WHAT YOU SHOULD DO: The result should be an exact copy of the lines from the one with "an already-linked session." through the last line of the data below, both included.

STORED DATA:
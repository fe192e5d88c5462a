//! ConnectionController: drives one WhatsApp pairing attempt end-to-end.
//!
//! The controller is what the "Connect WhatsApp" dialog talks to.  Opening
//! the dialog calls [`ConnectionController::start_session`], the retry button
//! calls [`ConnectionController::retry`], and closing the dialog calls
//! [`ConnectionController::close`].  The dialog renders whatever
//! [`ConnectionController::subscribe`] publishes.
//!
//! # Epochs (for beginners)
//!
//! Every `start_session`, `retry`, and `close` bumps an *epoch* counter.
//! Each asynchronous piece of work (the `create_session` call, every polling
//! tick) remembers the epoch it was started under and, when it finishes,
//! applies its result only if the epoch is still current.  A slow gateway
//! answer that belongs to a session the user already retried or closed is
//! therefore dropped instead of corrupting the new session.
//!
//! ```text
//! epoch 1: start ── create ── tick ── tick ─┐
//! epoch 2:                          retry ──┴── create ── tick ── ...
//!                                     ▲
//!                 epoch-1 tick result arriving here is ignored
//! ```
//!
//! # Locking
//!
//! The state lives behind a `std::sync::Mutex` because every critical
//! section is short and synchronous.  The lock is never held across an
//! `.await`, which is also what lets `close` be a plain (non-async) method
//! that has cancelled the polling task by the time it returns.

use std::sync::{Arc, Mutex, MutexGuard, PoisonError};

use tokio::sync::watch;
use tokio::task::JoinHandle;
use tracing::{debug, info, warn};

use wa_pairing_core::{ConnectionSession, PairingError, PairingGateway, PollingPolicy};

use super::polling::PollingLoop;

/// Mutable controller state, guarded by [`Shared::state`].
#[derive(Debug, Default)]
pub(crate) struct ControllerState {
    /// Bumped by every `start_session`, `retry`, and `close`.
    pub(crate) epoch: u64,
    /// `None` until the dialog opens and after it closes.
    pub(crate) session: Option<ConnectionSession>,
    /// Handle of the polling task for the current epoch, if one is running.
    pub(crate) poll_task: Option<JoinHandle<()>>,
}

impl ControllerState {
    /// Discards the current session and its polling task, installs `next`,
    /// and returns the new epoch.
    pub(crate) fn reset(&mut self, next: Option<ConnectionSession>) -> u64 {
        self.epoch += 1;
        if let Some(task) = self.poll_task.take() {
            task.abort();
        }
        self.session = next;
        self.epoch
    }
}

/// State shared between the controller handles and the polling task.
#[derive(Debug)]
pub(crate) struct Shared {
    state: Mutex<ControllerState>,
    snapshots: watch::Sender<Option<ConnectionSession>>,
}

impl Shared {
    pub(crate) fn new() -> Self {
        let (snapshots, _) = watch::channel(None);
        Self {
            state: Mutex::new(ControllerState::default()),
            snapshots,
        }
    }

    /// Locks the state.  A panic while holding the lock cannot leave the
    /// session half-updated (every mutation is a single method call), so a
    /// poisoned lock is recovered rather than propagated.
    pub(crate) fn lock(&self) -> MutexGuard<'_, ControllerState> {
        self.state.lock().unwrap_or_else(PoisonError::into_inner)
    }

    fn publish(&self, state: &ControllerState) {
        self.snapshots.send_replace(state.session.clone());
    }

    /// Applies `f` to the session if `epoch` is still current, publishes the
    /// result, and releases the polling task once the session is terminal.
    ///
    /// Returns `None` when the epoch is stale or no session exists.
    pub(crate) fn with_session<R>(
        &self,
        epoch: u64,
        f: impl FnOnce(&mut ConnectionSession) -> R,
    ) -> Option<R> {
        let mut state = self.lock();
        if state.epoch != epoch {
            return None;
        }
        let session = state.session.as_mut()?;
        let result = f(session);
        if session.is_terminal() {
            // Dropping the handle detaches the task; it is already on its
            // way out of the loop.
            state.poll_task = None;
        }
        self.publish(&state);
        Some(result)
    }
}

/// Owns the lifecycle of one pairing attempt at a time.
///
/// Cloning is cheap; all clones drive the same session.  Dropping every
/// clone stops the polling loop at its next tick.
#[derive(Clone)]
pub struct ConnectionController {
    gateway: Arc<dyn PairingGateway>,
    policy: PollingPolicy,
    shared: Arc<Shared>,
}

impl ConnectionController {
    pub fn new(gateway: Arc<dyn PairingGateway>, policy: PollingPolicy) -> Self {
        Self {
            gateway,
            policy,
            shared: Arc::new(Shared::new()),
        }
    }

    pub fn policy(&self) -> PollingPolicy {
        self.policy
    }

    /// Opens a new pairing attempt.
    ///
    /// Any previous session and its polling loop are discarded first.  On
    /// success the session is `PairingReady`, polling has started, and the
    /// snapshot is returned.
    ///
    /// # Errors
    ///
    /// - [`PairingError::SessionCreation`] if the gateway refused to create
    ///   the session.  The session is left in `Error` with the message.
    /// - [`PairingError::Superseded`] if `retry` or `close` was called while
    ///   the gateway call was in flight.  Its result is discarded.
    pub async fn start_session(&self) -> Result<ConnectionSession, PairingError> {
        let epoch = {
            let mut state = self.shared.lock();
            let epoch = state.reset(Some(ConnectionSession::new(self.policy.max_attempts)));
            self.shared.publish(&state);
            epoch
        };
        info!(epoch, "requesting a new pairing session");

        let created = self.gateway.create_session().await;

        let mut state = self.shared.lock();
        if state.epoch != epoch {
            debug!(epoch, current = state.epoch, "discarding superseded create_session result");
            return Err(PairingError::Superseded);
        }
        let Some(session) = state.session.as_mut() else {
            return Err(PairingError::Superseded);
        };

        match created {
            Ok(created) => {
                session.mark_pairing_ready(created);
                let snapshot = session.clone();
                let session_id = snapshot.session_id().map(|id| id.as_str()).unwrap_or_default();
                info!(
                    epoch,
                    session_id,
                    interval = ?self.policy.interval,
                    max_attempts = self.policy.max_attempts,
                    "pairing code ready, polling for confirmation"
                );

                let polling = PollingLoop::new(
                    Arc::downgrade(&self.shared),
                    Arc::clone(&self.gateway),
                    self.policy.interval,
                    epoch,
                );
                state.poll_task = Some(tokio::spawn(polling.run()));
                self.shared.publish(&state);
                Ok(snapshot)
            }
            Err(e) => {
                let err = PairingError::SessionCreation(e);
                warn!(epoch, error = %err, "pairing session creation failed");
                session.fail(err.to_string());
                self.shared.publish(&state);
                Err(err)
            }
        }
    }

    /// Discards the current attempt and starts a fresh one.
    ///
    /// # Errors
    ///
    /// Same as [`ConnectionController::start_session`].
    pub async fn retry(&self) -> Result<ConnectionSession, PairingError> {
        info!("retrying WhatsApp pairing");
        self.start_session().await
    }

    /// Cancels the polling loop and discards the session.
    ///
    /// Idempotent.  The polling task is aborted before this returns, so no
    /// further gateway calls are made for the discarded session.
    pub fn close(&self) {
        let mut state = self.shared.lock();
        if state.session.is_none() && state.poll_task.is_none() {
            return;
        }
        let epoch = state.reset(None);
        self.shared.publish(&state);
        info!(epoch, "pairing session closed");
    }

    /// Current session, or `None` when no dialog is open.
    pub fn snapshot(&self) -> Option<ConnectionSession> {
        self.shared.lock().session.clone()
    }

    /// Change feed of session snapshots for the presentation layer.
    pub fn subscribe(&self) -> watch::Receiver<Option<ConnectionSession>> {
        self.shared.snapshots.subscribe()
    }

    /// `true` while a polling task is registered for the current session.
    pub fn is_polling(&self) -> bool {
        self.shared
            .lock()
            .poll_task
            .as_ref()
            .is_some_and(|task| !task.is_finished())
    }

    /// Resolves once the current session is terminal, returning it.
    ///
    /// Returns `None` if no session is open, or if it is closed before
    /// reaching a terminal state.
    pub async fn wait_for_terminal(&self) -> Option<ConnectionSession> {
        let mut rx = self.subscribe();
        // The `watch::Ref` borrows `rx`; clone out of it before `rx` drops.
        let terminal = rx
            .wait_for(|s| s.as_ref().map_or(true, ConnectionSession::is_terminal))
            .await
            .ok()
            .and_then(|snapshot| Option::clone(&snapshot));
        terminal
    }
}

// ── Tests ─────────────────────────────────────────────────────────────────────
//! Contract of the WhatsApp gateway consumed by the pairing controller.
//!
//! The controller is agnostic to the transport: anything that can perform the
//! three operations of [`PairingGateway`] asynchronously will do.  The
//! `wa-pairing` crate ships an HTTP implementation and a scripted in-memory
//! implementation for tests.
//!
//! # Testability
//!
//! With the `mock` feature (or inside this crate's own tests) mockall
//! generates `MockPairingGateway` from the trait definition.

use std::fmt;

use async_trait::async_trait;
use serde::{Deserialize, Serialize};

use crate::domain::pairing_image::PairingImage;
use crate::error::GatewayError;

/// Identifier the gateway assigns to a pairing session.
#[derive(Debug, Clone, PartialEq, Eq, Hash, Serialize, Deserialize)]
#[serde(transparent)]
pub struct SessionId(String);

impl SessionId {
    pub fn new(id: impl Into<String>) -> Self {
        Self(id.into())
    }

    pub fn as_str(&self) -> &str {
        &self.0
    }
}

impl fmt::Display for SessionId {
    fn fmt(&self, f: &mut fmt::Formatter<'_>) -> fmt::Result {
        f.write_str(&self.0)
    }
}

/// Result of a successful `create_session` call.
#[derive(Debug, Clone, PartialEq, Eq)]
pub struct CreatedSession {
    pub session_id: SessionId,
    pub pairing_image: PairingImage,
}

/// Result of a status query.
#[derive(Debug, Clone, Copy, PartialEq, Eq)]
pub struct SessionStatus {
    /// `true` once the phone has scanned the code and the account is linked.
    pub connected: bool,
}

/// The remote operations the pairing flow depends on.
///
/// Implementations must be cheap to share (`Arc<dyn PairingGateway>`) because
/// the controller hands a clone to every polling task.
#[cfg_attr(any(test, feature = "mock"), mockall::automock)]
#[async_trait]
pub trait PairingGateway: Send + Sync {
    /// Establishes a new pairing session and returns its scannable artifact.
    async fn create_session(&self) -> Result<CreatedSession, GatewayError>;

    /// Idempotent status check for `session_id`.
    async fn session_status(&self, session_id: &SessionId) -> Result<SessionStatus, GatewayError>;

    /// Terminates an already-linked session.
    async fn disconnect_session(&self, session_id: &SessionId) -> Result<(), GatewayError>;
}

THE COMPLETED TASK:
    /// Terminates an already-linked session.
    async fn disconnect_session(&self, session_id: &SessionId) -> Result<(), GatewayError>;
}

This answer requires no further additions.